“她沒事。”李嘉平靜態度下藏著波瀾暗湧的情緒,“你們玩,我送她回住處。”
從溪想反對,李嘉突然極嚴厲看了他一眼,從溪馬上意識到李嘉用身份壓他,隻得說,“是,殿下。”
李嘉心裡一緊,好友和他的親密無間已然出現裂縫。
可他此時什麼也顧不得,追出樹林,霸道地護著徐棠向馬車走去。
幾個朋友都無心遊戲騎馬趕過來。
綺眉看到徐棠簡直崩潰,走到她麵前尖聲說,“小姑到底要乾嘛,你是與我有仇嗎?一次次和我作對。”

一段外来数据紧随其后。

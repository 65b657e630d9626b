use async_trait::async_trait;
use serde::{Deserialize, Serialize};
use std::path::{Path, PathBuf};

pub mod youtube;

use crate::credentials::CredentialSet;

pub use youtube::YtDlpExtractor;

/// A transcoded audio file sitting in the work directory
#[derive(Debug, Clone, PartialEq, Eq)]
pub struct ExtractionResult {
    /// Local path of the audio file
    pub path: PathBuf,

    /// Title of the source media
    pub title: String,

    /// File size in bytes
    pub size_bytes: u64,
}

/// Terminal extraction failures surfaced to the coordinator
#[derive(thiserror::Error, Debug, Clone, PartialEq, Eq)]
pub enum ExtractionError {
    #[error("no audio stream matched the requested formats")]
    NoMatchingStream,

    #[error("the video requires authentication and no credential set granted access")]
    AuthenticationRequired,

    #[error("network failure during extraction: {0}")]
    NetworkFailure(String),

    #[error("extraction failed: {0}")]
    Unknown(String),
}

impl ExtractionError {
    /// Classify the extraction engine's stderr output.
    ///
    /// Authentication markers win over network markers since YouTube answers
    /// blocked sessions with HTTP errors as well.
    pub fn classify(stderr: &str) -> Self {
        let lower = stderr.to_lowercase();

        const NO_STREAM: &[&str] = &[
            "requested format is not available",
            "no video formats found",
            "no audio formats found",
        ];
        const AUTH: &[&str] = &[
            "sign in to confirm",
            "use --cookies",
            "cookies-from-browser",
            "login required",
            "private video",
            "members-only",
            "confirm your age",
            "http error 403",
        ];
        const NETWORK: &[&str] = &[
            "unable to download webpage",
            "timed out",
            "connection reset",
            "connection refused",
            "temporary failure in name resolution",
            "name or service not known",
            "getaddrinfo failed",
            "network is unreachable",
            "http error 5",
        ];

        if NO_STREAM.iter().any(|m| lower.contains(m)) {
            return Self::NoMatchingStream;
        }
        if AUTH.iter().any(|m| lower.contains(m)) {
            return Self::AuthenticationRequired;
        }

        let detail = last_error_line(stderr);
        if NETWORK.iter().any(|m| lower.contains(m)) {
            return Self::NetworkFailure(detail);
        }

        Self::Unknown(detail)
    }

    /// Short hint shown to the user under the generic failure text
    pub fn user_hint(&self) -> &'static str {
        match self {
            Self::NoMatchingStream => "No downloadable audio stream was found for this video.",
            Self::AuthenticationRequired => "The video needs a signed-in session (private, age-restricted or members-only).",
            Self::NetworkFailure(_) => "The video platform could not be reached.",
            Self::Unknown(_) => "Please try again or check if the video is available.",
        }
    }
}

/// Pick the most relevant line from engine stderr for logs and error detail
fn last_error_line(stderr: &str) -> String {
    let lines: Vec<&str> = stderr.lines().map(str::trim).filter(|l| !l.is_empty()).collect();

    lines
        .iter()
        .rev()
        .find(|l| l.starts_with("ERROR"))
        .or_else(|| lines.last())
        .map(|l| l.to_string())
        .unwrap_or_else(|| "no output from extraction engine".to_string())
}

/// Retry budget handed to the extraction engine.
///
/// These are the engine's own internal retries; the coordinator never
/// retries a failed extraction.
#[derive(Debug, Clone, PartialEq, Eq, Serialize, Deserialize)]
#[serde(default)]
pub struct RetryPolicy {
    /// HTTP connection retries
    pub retries: u32,

    /// Per-fragment retries
    pub fragment_retries: u32,

    /// Retries on known extractor errors
    pub extractor_retries: u32,

    /// Retries on file access errors
    pub file_access_retries: u32,

    /// Seconds to sleep between any two attempts
    pub retry_sleep_secs: u64,
}

impl Default for RetryPolicy {
    fn default() -> Self {
        Self {
            retries: 10,
            fragment_retries: 10,
            extractor_retries: 10,
            file_access_retries: 10,
            retry_sleep_secs: 0,
        }
    }
}

impl RetryPolicy {
    /// Render the policy as engine command-line arguments
    pub fn to_args(&self) -> Vec<String> {
        let mut args = vec![
            "--retries".to_string(),
            self.retries.to_string(),
            "--fragment-retries".to_string(),
            self.fragment_retries.to_string(),
            "--extractor-retries".to_string(),
            self.extractor_retries.to_string(),
            "--file-access-retries".to_string(),
            self.file_access_retries.to_string(),
        ];

        for kind in ["http", "fragment", "extractor", "file_access"] {
            args.push("--retry-sleep".to_string());
            args.push(format!("{}:{}", kind, self.retry_sleep_secs));
        }

        args
    }
}

/// Where a single request's artifact goes: `<dir>/<stem>.<ext>`
#[derive(Debug, Clone, PartialEq, Eq)]
pub struct ArtifactTarget {
    pub dir: PathBuf,
    pub stem: String,
}

impl ArtifactTarget {
    pub fn new(dir: impl Into<PathBuf>, stem: impl Into<String>) -> Self {
        Self {
            dir: dir.into(),
            stem: stem.into(),
        }
    }

    /// Output template understood by the extraction engine
    pub fn output_template(&self) -> PathBuf {
        self.dir.join(format!("{}.%(ext)s", self.stem))
    }

    pub fn path_with_extension(&self, extension: &str) -> PathBuf {
        self.dir.join(format!("{}.{}", self.stem, extension))
    }

    fn owns(&self, path: &Path) -> bool {
        path.file_name()
            .and_then(|name| name.to_str())
            .map(|name| name.starts_with(&format!("{}.", self.stem)))
            .unwrap_or(false)
    }

    /// Delete every file in the work directory that belongs to this target,
    /// including partial downloads. Returns how many files were removed.
    pub async fn sweep(&self) -> usize {
        let mut entries = match tokio::fs::read_dir(&self.dir).await {
            Ok(entries) => entries,
            Err(e) => {
                tracing::debug!("Cannot list {} for cleanup: {}", self.dir.display(), e);
                return 0;
            }
        };

        let mut removed = 0;
        while let Ok(Some(entry)) = entries.next_entry().await {
            let path = entry.path();
            if !self.owns(&path) {
                continue;
            }
            match tokio::fs::remove_file(&path).await {
                Ok(()) => {
                    tracing::debug!("Removed leftover file {}", path.display());
                    removed += 1;
                }
                Err(e) => tracing::warn!("Failed to remove leftover file {}: {}", path.display(), e),
            }
        }
        removed
    }
}

/// Extracts audio for a validated URL into a local file
#[async_trait]
pub trait MediaExtractor: Send + Sync {
    /// Run one extraction attempt.
    ///
    /// `credentials` is in priority order; the first set is used.
    async fn extract(
        &self,
        url: &str,
        credentials: &[CredentialSet],
        target: &ArtifactTarget,
    ) -> Result<ExtractionResult, ExtractionError>;

    /// Get the name of this engine
    fn engine_name(&self) -> &'static str;
}

#[cfg(test)]
mod tests {
    use super::*;

    #[test]
    fn test_classify_stderr() {
        assert_eq!(
            ExtractionError::classify("ERROR: [youtube] abc: Requested format is not available. Use --list-formats"),
            ExtractionError::NoMatchingStream
        );
        assert_eq!(
            ExtractionError::classify("ERROR: [youtube] abc: Sign in to confirm you're not a bot. Use --cookies-from-browser"),
            ExtractionError::AuthenticationRequired
        );
        assert_eq!(
            ExtractionError::classify("ERROR: [youtube] abc: Private video. Sign in if you've been granted access"),
            ExtractionError::AuthenticationRequired
        );
        assert_eq!(
            ExtractionError::classify(
                "WARNING: retrying\nERROR: [youtube] abc: Unable to download webpage: <urlopen error [Errno -3] Temporary failure in name resolution>"
            ),
            ExtractionError::NetworkFailure(
                "ERROR: [youtube] abc: Unable to download webpage: <urlopen error [Errno -3] Temporary failure in name resolution>"
                    .to_string()
            )
        );
        assert_eq!(
            ExtractionError::classify("ERROR: Postprocessing: ffprobe and ffmpeg not found"),
            ExtractionError::Unknown("ERROR: Postprocessing: ffprobe and ffmpeg not found".to_string())
        );
        assert_eq!(
            ExtractionError::classify(""),
            ExtractionError::Unknown("no output from extraction engine".to_string())
        );
    }

    #[test]
    fn test_default_retry_policy_is_bounded_with_zero_sleep() {
        let policy = RetryPolicy::default();
        assert_eq!(policy.retries, 10);
        assert_eq!(policy.fragment_retries, 10);
        assert_eq!(policy.extractor_retries, 10);
        assert_eq!(policy.file_access_retries, 10);
        assert_eq!(policy.retry_sleep_secs, 0);

        let args = policy.to_args();
        let joined = args.join(" ");
        assert!(joined.contains("--retries 10"));
        assert!(joined.contains("--fragment-retries 10"));
        assert!(joined.contains("--retry-sleep http:0"));
        assert!(joined.contains("--retry-sleep file_access:0"));
        assert_eq!(args.iter().filter(|a| *a == "--retry-sleep").count(), 4);
    }

    #[tokio::test]
    async fn test_sweep_only_removes_own_files() {
        let dir = tempfile::tempdir().unwrap();
        let target = ArtifactTarget::new(dir.path(), "req-1");

        fs_err::write(target.path_with_extension("mp3"), b"a").unwrap();
        fs_err::write(target.path_with_extension("webm.part"), b"b").unwrap();
        fs_err::write(dir.path().join("req-10.mp3"), b"c").unwrap();
        fs_err::write(dir.path().join("other.mp3"), b"d").unwrap();

        assert_eq!(target.sweep().await, 2);
        assert!(!target.path_with_extension("mp3").exists());
        assert!(dir.path().join("req-10.mp3").exists());
        assert!(dir.path().join("other.mp3").exists());
    }

    #[test]
    fn test_output_template() {
        let target = ArtifactTarget::new("downloads", "abc");
        assert_eq!(target.output_template(), PathBuf::from("downloads").join("abc.%(ext)s"));
    }
}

徐棠低頭不說話,李嘉擋在徐棠和綺眉中間,皺著眉頭,“綺眉,你這不是對長輩的禮數。”
“禮數!你有禮數?你有禮數乾嘛圍著一個有丈夫的女子打轉,她有禮數,乾嘛和那個不熟的男人一同來園林?”
“剛才還和我們夥伴相稱,一翻臉拿王爺架子是不是?有意思沒?”綺眉含著淚嚷嚷,“為了這個攪家精,你要同所有朋友決裂是不是?”
她的尖銳讓李嘉有些微微詫異,不曉得綺眉還有這樣一麵。
平時她很乖,像個小妹妹。
“她可是你小姑。”
“所以呢?我有姑父,你不會想做我姑父吧。”
“住口!”從溪趕來打斷綺眉,用從未有過的嚴厲口氣喝道,“回家受罰吧。如此不知輕重。”
他上前給李嘉行禮,“恕我小妹無禮,我代她給王爺賠禮。”
“從溪,這樣就沒必要了吧。”
李嘉繃著臉說,此時大家都意氣上頭。
“是臣的錯,沒管好家妹。”從溪繼續道,李嘉知道今天的事惹得徐從溪生了氣。
見哥哥向李嘉行禮道歉,綺眉知道輕重,偃旗息鼓,不再爭吵。
但一肚子氣也不會白受著,轉身牽過自己的馬兒,翻身上馬,一騎絕塵,就這麼跑掉了。
她一鼓作氣跑到宮中,衝進長樂宮,撲進貴妃懷裡,痛哭流涕。
貴妃驚訝不已,綺眉是她打小看著長大的,從沒見過她這樣失態的樣子。
等綺眉平靜些,貴妃使個眼色,叫宮女打來水拿來脂粉,讓她淨了臉,又重新上妝,這才緩緩問道,“好孩子,這是怎麼了?”
“娘娘……”她叫了一聲便哽住了,一雙圓圓的杏仁眼看向曹元心,“李嘉哥哥他,他……”
她也知道話一出口就收不回來,可想到徐棠那麼氣人,還是狠心道,“他和我小姑過從太密,有傷……風化。”
曹貴妃不可思議想了想這其中關係,猶疑不定。
先安慰綺眉,“放心,我會查清這件事。他若有讓你生氣之處,你儘管告訴我,本宮為你做主。”
“是,娘娘。”綺眉怯怯答道。
貴妃仍然喜歡綺眉,這孩子,心思簡單,做事直接,不是那種彎彎繞繞多的狐媚子。
她還想哄哄綺眉,綺眉迷戀李嘉她知道,但徐家女不愁嫁,萬一徐家將她許給彆人,李嘉回了心意也來不及了。
大宮女走進來,借上茶衝著貴妃遞個眼色,貴妃幾句話打發走綺眉,問大宮女,“何事?”
“回娘娘,有消息,皇上……真的打算與暹羅國和親!”
貴妃勃然變色。
此時此刻她才知道當初常大人力薦徐乾去打北狄,是提前給容妃避了險。
徐家為國出了力,送徐乾到最危險的戰場上去,到曹家出力的時候,要和親,選曹貴妃的女兒雲笙的可比容妃的雲杉大得多。
其他公主都更年幼,不可能送去和親。
曹元心時心如針紮,這件事她斷不會同意,但皇上的話素來不容置疑。
她該怎麼辦?
兒子也不讓她省心,女兒眼見命運就要轉向岔路,她五內俱焚,頭疼發作。
曹元心按住太陽穴對大宮女說,“派人馬上去查清李嘉和綺眉小姑的事,速來回我。”